To find the CDF of \(H\), denoted as \(F_H(h)\), we compute:

\[
\begin{align*}
F_H(h) &= \mathbf{P}(H \leq h) \\
&= \mathbf{P}((x + 2)Y \leq h) \\
&= \mathbf{P}\left(Y \leq \frac{h}{x + 2}\right).
\end{align*}
\]

Since \(Y\) follows a uniform distribution on (0, 1), we can write:

\[
F_H(h) = \begin{cases}
0 & \text{ for } h < 0 \\
\frac{h}{x + 2} & \text{ for } 0 \leq h < (x + 2) \\
1 & \text{ for } h \geq (x + 2).
\end{cases}
\]

Now, let's condition on \(X\) to find the probability \(\mathbf{P}(\ln H \geq z | X = x)\).

\[
\mathbf{P}(\ln H \geq z | X = x) = \mathbf{P}\left(H \geq e^z \middle| X = x\right) = 1 - F_H(e^z).
\]

Substituting the expression for \(F_H(h)\) into the above equation, we get:

\[
\mathbf{P}(\ln H \geq z | X = x) = 1 - \begin{cases}
0 & \text{ for } e^z < 0 \\
\frac{e^z}{x + 2} & \text{ for } 0 \leq e^z < (x + 2) \\
1 & \text{ for } e^z \geq (x + 2).
\end{cases}
\]

Finally, to find the probability \(\mathbf{P}(\ln H \geq z)\), we need to consider the possible values of \(X\) and integrate over its range (0, 1). Since \(X\) is uniformly distributed on (0, 1), its probability density function is given by \(f_X(x) = 1\) when \(0 < x < 1\).

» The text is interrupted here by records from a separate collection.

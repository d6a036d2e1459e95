// SPDX-License-Identifier: MIT

//! FIT decoder adapter.
//!
//! Binary decoding is delegated to the `fitparser` crate; this module
//! only reads the first session-summary message. Record-level telemetry
//! is counted for diagnostics but never stored.

use chrono::{DateTime, Duration, Utc};
use fitparser::profile::MesgNum;
use fitparser::{FitDataRecord, Value};

use crate::models::{ParseSummary, ParsedActivity, Sport};
use crate::parsers::ParseError;

/// Parse a binary FIT upload into a canonical activity.
pub fn parse(bytes: &[u8]) -> Result<ParsedActivity, ParseError> {
    let records =
        fitparser::from_bytes(bytes).map_err(|e| ParseError::FitDecode(e.to_string()))?;

    let session = records
        .iter()
        .find(|r| r.kind() == MesgNum::Session)
        .ok_or(ParseError::MissingSession)?;

    let start_time_utc = field(session, "start_time")
        .and_then(as_utc_timestamp)
        .ok_or(ParseError::MissingStartTime)?;

    // Prefer elapsed time; fall back to timer time for devices that only
    // report the latter.
    let elapsed_sec = field(session, "total_elapsed_time")
        .and_then(as_f64)
        .or_else(|| field(session, "total_timer_time").and_then(as_f64))
        .unwrap_or(0.0);
    let duration_sec = elapsed_sec.max(0.0).round() as u32;

    let sport = field(session, "sport")
        .map(|v| Sport::normalize(&v.to_string()))
        .unwrap_or(Sport::Other);

    let distance_m = field(session, "total_distance")
        .and_then(as_f64)
        .unwrap_or(0.0)
        .max(0.0);

    let record_count = records.iter().filter(|r| r.kind() == MesgNum::Record).count();

    Ok(ParsedActivity {
        sport,
        start_time_utc,
        end_time_utc: start_time_utc + Duration::seconds(i64::from(duration_sec)),
        duration_sec,
        distance_m,
        avg_hr: positive_u16(field(session, "avg_heart_rate")),
        avg_power: positive_u16(field(session, "avg_power")),
        calories: field(session, "total_calories")
            .and_then(as_f64)
            .filter(|v| *v > 0.0)
            .map(|v| v.round() as u32),
        parse_summary: ParseSummary {
            record_count: Some(record_count),
            lap_count: None,
        },
    })
}

/// Look up a session field by its profile name.
fn field<'a>(record: &'a FitDataRecord, name: &str) -> Option<&'a Value> {
    record
        .fields()
        .iter()
        .find(|f| f.name() == name)
        .map(|f| f.value())
}

fn as_utc_timestamp(value: &Value) -> Option<DateTime<Utc>> {
    match value {
        Value::Timestamp(ts) => Some(ts.with_timezone(&Utc)),
        _ => None,
    }
}

/// Widen any numeric FIT value to f64. Non-numeric values yield `None`.
fn as_f64(value: &Value) -> Option<f64> {
    match value {
        Value::Byte(v) | Value::Enum(v) | Value::UInt8(v) | Value::UInt8z(v) => {
            Some(f64::from(*v))
        }
        Value::SInt8(v) => Some(f64::from(*v)),
        Value::SInt16(v) => Some(f64::from(*v)),
        Value::UInt16(v) | Value::UInt16z(v) => Some(f64::from(*v)),
        Value::SInt32(v) => Some(f64::from(*v)),
        Value::UInt32(v) | Value::UInt32z(v) => Some(f64::from(*v)),
        Value::SInt64(v) => Some(*v as f64),
        Value::UInt64(v) | Value::UInt64z(v) => Some(*v as f64),
        Value::Float32(v) => Some(f64::from(*v)),
        Value::Float64(v) => Some(*v),
        _ => None,
    }
}

fn positive_u16(value: Option<&Value>) -> Option<u16> {
    value
        .and_then(as_f64)
        .filter(|v| *v > 0.0)
        .map(|v| v.round() as u16)
}

#[cfg(test)]
mod tests {
    use super::*;

    #[test]
    fn test_garbage_bytes_fail_decode() {
        let err = parse(b"definitely not a fit file").unwrap_err();
        assert!(matches!(err, ParseError::FitDecode(_)));
    }

    #[test]
    fn test_empty_input_fails_decode() {
        assert!(parse(&[]).is_err());
    }

    #[test]
    fn test_as_f64_covers_integer_widths() {
        assert_eq!(as_f64(&Value::UInt16(150)), Some(150.0));
        assert_eq!(as_f64(&Value::Float64(42.5)), Some(42.5));
        assert_eq!(as_f64(&Value::String("ride".to_string())), None);
    }
}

Using the law of total probability, we have:

\[
\mathbf{P}(\ln H \geq z) = \int_0^1 \mathbf{P}(\ln H \geq z | X = x) f_X(x) dx.
\]

Plugging in the expression for \(\mathbf{P}(\ln H \geq z | X = x)\), we get:

\[
\mathbf{P}(\ln H \geq z) = \int_0^1 1 - \begin{cases}
0 & \text{ for } e^z < 0 \\
\frac{e^z}{x + 2} & \text{ for } 0 \leq e^z < (x + 2) \\
1 & \text{ for } e^z \geq (x + 2).
\end{cases} dx.
\]

Simplifying this integral will yield the final expression for the probability \(\mathbf{P}(\ln H \geq z)\) as a function of \(z\).